# Pop up ddog blind



## JDogger (Feb 2, 2003)

I bought a Sport Pet pop up dog blind over the internet. The price was right $30. It is not perfect in design but it will work. My problem is I cannot get the dang thing folded back up to its original size. It should fold up like a pop up windshield sunscreen.
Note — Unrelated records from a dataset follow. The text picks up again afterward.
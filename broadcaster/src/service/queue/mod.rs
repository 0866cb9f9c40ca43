//! Dispatch Work Queue
//!
//! A fixed pool of workers drains one shared queue of dispatch items.
//! Failed items are requeued after an exponential backoff delay, at most
//! [`RetryPolicy::max_requeues`] times, and then dropped and counted as a
//! final error. Success and error counters move once per item, never per
//! attempt.

pub mod backoff;
pub mod dispatcher;

pub use backoff::RetryPolicy;
pub use dispatcher::{DispatchError, DispatchOutcome, Dispatcher, HttpDispatcher};

use std::sync::Arc;
use std::sync::atomic::{AtomicU64, AtomicUsize, Ordering};
use std::time::Instant;

use metrics::{counter, gauge, histogram};
use serde::Serialize;
use tokio::sync::{Mutex, mpsc};
use tokio::task::JoinSet;
use tokio_util::sync::CancellationToken;
use tracing::{debug, error, info, warn};

use broadcaster_core::domain::DispatchItem;

/// A queued item together with its retry history
#[derive(Debug)]
struct Envelope {
    item: DispatchItem,
    requeues: u32,
    enqueued_at: Instant,
}

/// Terminal outcome counters, readable at any time
#[derive(Debug, Default)]
pub struct QueueStats {
    added: AtomicU64,
    succeeded: AtomicU64,
    failed: AtomicU64,
    retried: AtomicU64,
}

/// Point-in-time copy of [`QueueStats`]
#[derive(Debug, Clone, Copy, Default, PartialEq, Eq, Serialize)]
pub struct QueueStatsSnapshot {
    pub added: u64,
    pub succeeded: u64,
    pub failed: u64,
    pub retried: u64,
}

impl QueueStats {
    pub fn snapshot(&self) -> QueueStatsSnapshot {
        QueueStatsSnapshot {
            added: self.added.load(Ordering::Relaxed),
            succeeded: self.succeeded.load(Ordering::Relaxed),
            failed: self.failed.load(Ordering::Relaxed),
            retried: self.retried.load(Ordering::Relaxed),
        }
    }
}

/// Rate-limited, retrying work queue for dispatch items
pub struct RequestQueue {
    tx: mpsc::UnboundedSender<Envelope>,
    rx: Mutex<mpsc::UnboundedReceiver<Envelope>>,
    dispatcher: Arc<dyn Dispatcher>,
    policy: RetryPolicy,
    workers: usize,
    depth: AtomicUsize,
    /// Failed items waiting out their backoff delay
    delayed: AtomicUsize,
    stats: QueueStats,
}

impl RequestQueue {
    pub fn new(dispatcher: Arc<dyn Dispatcher>, workers: usize) -> Self {
        Self::with_policy(dispatcher, workers, RetryPolicy::DEFAULT)
    }

    pub fn with_policy(dispatcher: Arc<dyn Dispatcher>, workers: usize, policy: RetryPolicy) -> Self {
        let (tx, rx) = mpsc::unbounded_channel();
        Self {
            tx,
            rx: Mutex::new(rx),
            dispatcher,
            policy,
            workers: workers.max(1),
            depth: AtomicUsize::new(0),
            delayed: AtomicUsize::new(0),
            stats: QueueStats::default(),
        }
    }

    /// Enqueue an item. Never blocks; identical items are not merged.
    pub fn add(&self, item: DispatchItem) {
        self.stats.added.fetch_add(1, Ordering::Relaxed);
        counter!("webhook_adds_total").increment(1);
        self.push(Envelope {
            item,
            requeues: 0,
            enqueued_at: Instant::now(),
        });
    }

    /// Items waiting to be picked up by a worker
    pub fn len(&self) -> usize {
        self.depth.load(Ordering::Relaxed)
    }

    pub fn is_empty(&self) -> bool {
        self.len() == 0
    }

    /// Items waiting for their retry delay to pass
    pub fn delayed(&self) -> usize {
        self.delayed.load(Ordering::Relaxed)
    }

    pub fn stats(&self) -> QueueStatsSnapshot {
        self.stats.snapshot()
    }

    fn push(&self, envelope: Envelope) {
        // Counted before sending so a worker never sees the depth go negative.
        let depth = self.depth.fetch_add(1, Ordering::Relaxed) + 1;
        gauge!("webhook_depth").set(depth as f64);

        // The receiver lives in `self`, so the channel cannot be closed here.
        if self.tx.send(envelope).is_err() {
            self.depth.fetch_sub(1, Ordering::Relaxed);
        }
    }

    async fn next(&self) -> Option<Envelope> {
        let envelope = self.rx.lock().await.recv().await?;
        let depth = self.depth.fetch_sub(1, Ordering::Relaxed).saturating_sub(1);
        gauge!("webhook_depth").set(depth as f64);
        Some(envelope)
    }

    // =============================================================================
    // Workers
    // =============================================================================

    /// Run the worker pool until `shutdown` is cancelled.
    ///
    /// Workers finish the item they are processing before exiting; items
    /// still queued or waiting for a retry are dropped, logged and counted
    /// in `webhook_dropped_total`.
    pub async fn run(self: Arc<Self>, shutdown: CancellationToken) {
        info!(workers = self.workers, "starting request workqueue");

        let mut workers = JoinSet::new();
        for id in 0..self.workers {
            workers.spawn(Arc::clone(&self).worker(id, shutdown.clone()));
        }

        while let Some(result) = workers.join_next().await {
            if let Err(e) = result {
                error!("dispatch worker panicked: {}", e);
            }
        }

        let queued = self.len();
        let delayed = self.delayed();
        if queued + delayed > 0 {
            warn!(queued, delayed, "dropping undelivered items on shutdown");
            counter!("webhook_dropped_total").increment((queued + delayed) as u64);
        }

        info!("request workqueue stopped");
    }

    async fn worker(self: Arc<Self>, id: usize, shutdown: CancellationToken) {
        debug!(worker = id, "dispatch worker started");

        loop {
            let envelope = tokio::select! {
                biased;
                _ = shutdown.cancelled() => break,
                envelope = self.next() => match envelope {
                    Some(envelope) => envelope,
                    None => break,
                },
            };

            self.process(envelope, &shutdown).await;
        }

        debug!(worker = id, "dispatch worker stopped");
    }

    async fn process(self: &Arc<Self>, envelope: Envelope, shutdown: &CancellationToken) {
        histogram!("webhook_queue_latency_seconds").record(envelope.enqueued_at.elapsed().as_secs_f64());

        let started = Instant::now();
        let result = self.dispatcher.dispatch(&envelope.item).await;
        histogram!("webhook_work_duration_seconds").record(started.elapsed().as_secs_f64());

        match result {
            Ok(outcome) => {
                if outcome == DispatchOutcome::NotFound {
                    debug!(item = %envelope.item, "resource gone, dropping item");
                }
                self.stats.succeeded.fetch_add(1, Ordering::Relaxed);
                counter!("webhook_success_total").increment(1);
            }
            Err(e) if self.policy.may_requeue(envelope.requeues) => {
                let delay = self.policy.delay_for_requeue(envelope.requeues);
                warn!(
                    item = %envelope.item,
                    attempt = envelope.requeues + 1,
                    retry_in = ?delay,
                    error = %e,
                    "error sending webhook, will retry"
                );
                self.stats.retried.fetch_add(1, Ordering::Relaxed);
                counter!("webhook_retries_total").increment(1);
                self.requeue_after(envelope, delay, shutdown.clone());
            }
            Err(e) => {
                error!(
                    item = %envelope.item,
                    attempts = envelope.requeues + 1,
                    error = %e,
                    "error sending webhook, giving up"
                );
                self.stats.failed.fetch_add(1, Ordering::Relaxed);
                counter!("webhook_errors_total").increment(1);
            }
        }
    }

    fn requeue_after(self: &Arc<Self>, envelope: Envelope, delay: std::time::Duration, shutdown: CancellationToken) {
        // Stays counted when shutdown wins, so `run` can report the drop.
        self.delayed.fetch_add(1, Ordering::Relaxed);

        let queue = Arc::clone(self);
        tokio::spawn(async move {
            tokio::select! {
                _ = shutdown.cancelled() => {}
                _ = tokio::time::sleep(delay) => {
                    queue.delayed.fetch_sub(1, Ordering::Relaxed);
                    queue.push(Envelope {
                        item: envelope.item,
                        requeues: envelope.requeues + 1,
                        enqueued_at: Instant::now(),
                    });
                }
            }
        });
    }
}

#[cfg(test)]
mod tests {
    use super::*;
    use async_trait::async_trait;
    use std::time::Duration;

    /// Dispatcher returning a fixed result and counting attempts
    struct FakeDispatcher {
        result: fn() -> Result<DispatchOutcome, DispatchError>,
        attempts: AtomicUsize,
    }

    impl FakeDispatcher {
        fn new(result: fn() -> Result<DispatchOutcome, DispatchError>) -> Arc<Self> {
            Arc::new(Self {
                result,
                attempts: AtomicUsize::new(0),
            })
        }
    }

    #[async_trait]
    impl Dispatcher for FakeDispatcher {
        async fn dispatch(&self, _item: &DispatchItem) -> Result<DispatchOutcome, DispatchError> {
            self.attempts.fetch_add(1, Ordering::SeqCst);
            (self.result)()
        }
    }

    fn failing() -> Result<DispatchOutcome, DispatchError> {
        Err(DispatchError::Status {
            url: "https://ci.example/".to_string(),
            status: 500,
        })
    }

    fn fast_policy() -> RetryPolicy {
        RetryPolicy::new(5, Duration::from_millis(1), Duration::from_millis(4))
    }

    fn item() -> DispatchItem {
        DispatchItem::webhook_url("https://ci.example/check/webhook?webhook_token=t")
    }

    /// Wait until `done` holds for the queue's stats, or panic after 5s.
    async fn wait_for(queue: &RequestQueue, done: impl Fn(QueueStatsSnapshot) -> bool) {
        tokio::time::timeout(Duration::from_secs(5), async {
            while !done(queue.stats()) {
                tokio::time::sleep(Duration::from_millis(2)).await;
            }
        })
        .await
        .expect("queue did not settle in time");
    }

    #[tokio::test]
    async fn test_failing_item_retries_up_to_cap() {
        let dispatcher = FakeDispatcher::new(failing);
        let queue = Arc::new(RequestQueue::with_policy(dispatcher.clone(), 2, fast_policy()));
        let shutdown = CancellationToken::new();
        let runner = tokio::spawn(Arc::clone(&queue).run(shutdown.clone()));

        queue.add(item());
        wait_for(&queue, |s| s.failed == 1).await;

        // Nothing else may arrive after the final failure.
        tokio::time::sleep(Duration::from_millis(20)).await;
        shutdown.cancel();
        runner.await.unwrap();

        assert_eq!(dispatcher.attempts.load(Ordering::SeqCst), 6);
        assert_eq!(
            queue.stats(),
            QueueStatsSnapshot {
                added: 1,
                succeeded: 0,
                failed: 1,
                retried: 5,
            }
        );
    }

    #[tokio::test]
    async fn test_not_found_is_terminal_success() {
        let dispatcher = FakeDispatcher::new(|| Ok(DispatchOutcome::NotFound));
        let queue = Arc::new(RequestQueue::with_policy(dispatcher.clone(), 1, fast_policy()));
        let shutdown = CancellationToken::new();
        let runner = tokio::spawn(Arc::clone(&queue).run(shutdown.clone()));

        queue.add(item());
        wait_for(&queue, |s| s.succeeded == 1).await;
        shutdown.cancel();
        runner.await.unwrap();

        assert_eq!(dispatcher.attempts.load(Ordering::SeqCst), 1);
        assert_eq!(queue.stats().retried, 0);
        assert_eq!(queue.stats().failed, 0);
    }

    #[tokio::test]
    async fn test_duplicates_are_not_merged() {
        let dispatcher = FakeDispatcher::new(|| Ok(DispatchOutcome::Delivered));
        let queue = Arc::new(RequestQueue::with_policy(dispatcher.clone(), 3, fast_policy()));

        for _ in 0..4 {
            queue.add(item());
        }
        assert_eq!(queue.len(), 4);

        let shutdown = CancellationToken::new();
        let runner = tokio::spawn(Arc::clone(&queue).run(shutdown.clone()));
        wait_for(&queue, |s| s.succeeded == 4).await;
        shutdown.cancel();
        runner.await.unwrap();

        assert_eq!(dispatcher.attempts.load(Ordering::SeqCst), 4);
        assert!(queue.is_empty());
    }

    #[tokio::test]
    async fn test_shutdown_reports_undelivered_items() {
        let dispatcher = FakeDispatcher::new(failing);
        let slow_retry = RetryPolicy::new(5, Duration::from_secs(3600), Duration::from_secs(3600));
        let queue = Arc::new(RequestQueue::with_policy(dispatcher.clone(), 1, slow_retry));
        let shutdown = CancellationToken::new();
        let runner = tokio::spawn(Arc::clone(&queue).run(shutdown.clone()));

        queue.add(item());
        wait_for(&queue, |s| s.retried == 1).await;
        assert_eq!(queue.delayed(), 1);

        shutdown.cancel();
        runner.await.unwrap();

        assert_eq!(dispatcher.attempts.load(Ordering::SeqCst), 1);
        assert_eq!(queue.delayed(), 1);
        assert_eq!(queue.stats().failed, 0);
    }

    #[tokio::test]
    async fn test_run_returns_on_shutdown() {
        let dispatcher = FakeDispatcher::new(|| Ok(DispatchOutcome::Delivered));
        let queue = Arc::new(RequestQueue::new(dispatcher, 4));
        let shutdown = CancellationToken::new();
        let runner = tokio::spawn(Arc::clone(&queue).run(shutdown.clone()));

        shutdown.cancel();
        tokio::time::timeout(Duration::from_secs(1), runner)
            .await
            .expect("workers did not stop")
            .unwrap();
    }
}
Anyone familiar with this product?


----------



## brdhunter (Nov 25, 2013)

Sorry - have not used one


----------



## brdhunter (Nov 25, 2013)

Try twisting it - have a winshield screen that you twist to close


----------



## dwilcox (Sep 4, 2008)

Have any pics of the unit?


----------



## JDogger (Feb 2, 2003)

dwilcox said:


> Have any pics of the unit?



http://www.huntemup.com/shop/Dog-Field-and-Marsh-Hunting-Blind-Dog-Hide-P823.aspx

And yes, it twists to fold up, but unlike windshield shades it makes three rather than two concentric coils. Tricky and difficult in the field. You get what you pay for


----------



## ISP845 (Aug 27, 2011)

I use an avery finisher dog blind. I've used it for 2 hard years. Other than it being a little faded, it's help up nicely and is very easy to take down and put up.


----------